• **Exercise prompt**: Only the lines holding "short" are wanted here; copy each from the listing.

• **Recorded data**:
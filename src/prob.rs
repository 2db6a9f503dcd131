///
/// Log-space probability used by max-product (Viterbi) decoding
/// and likelihood reporting.
///

///
/// Wrapper of f64 that stores `log p` of a probability `0 <= p <= 1`
///
/// Only the max-product operations are defined: products are sums of logs,
/// and the order of `Prob` is the order of `p`.
///
#[derive(Clone, Copy, Debug, PartialEq, PartialOrd)]
pub struct Prob(f64);

///
/// short-hand of `Prob::from_prob`
///
pub fn p(p: f64) -> Prob {
    Prob::from_prob(p)
}

///
/// short-hand of `Prob::from_log_prob`
///
pub fn lp(lp: f64) -> Prob {
    Prob::from_log_prob(lp)
}

impl Prob {
    pub fn from_prob(value: f64) -> Prob {
        Prob(value.ln())
    }
    pub fn from_log_prob(log_value: f64) -> Prob {
        Prob(log_value)
    }
    /// `p = 0`, the identity of max
    pub fn zero() -> Prob {
        Prob(f64::NEG_INFINITY)
    }
    /// `p = 1`, the identity of product
    pub fn one() -> Prob {
        Prob(0.0)
    }
    ///
    /// Get the probability (in `[0, 1]`)
    pub fn to_value(self) -> f64 {
        self.0.exp()
    }
    ///
    /// Get the log probability
    pub fn to_log_value(self) -> f64 {
        self.0
    }
    ///
    /// Is `p == 0` or not? (log p = -inf)
    ///
    pub fn is_zero(self) -> bool {
        self.0 == f64::NEG_INFINITY
    }
}

/// `log(px * py) = log(px) + log(py)`
impl std::ops::Mul for Prob {
    type Output = Self;
    fn mul(self, other: Self) -> Self {
        Prob(self.0 + other.0)
    }
}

• **Written response**:
/// short-hand of `Prob::from_prob`
/// short-hand of `Prob::from_log_prob`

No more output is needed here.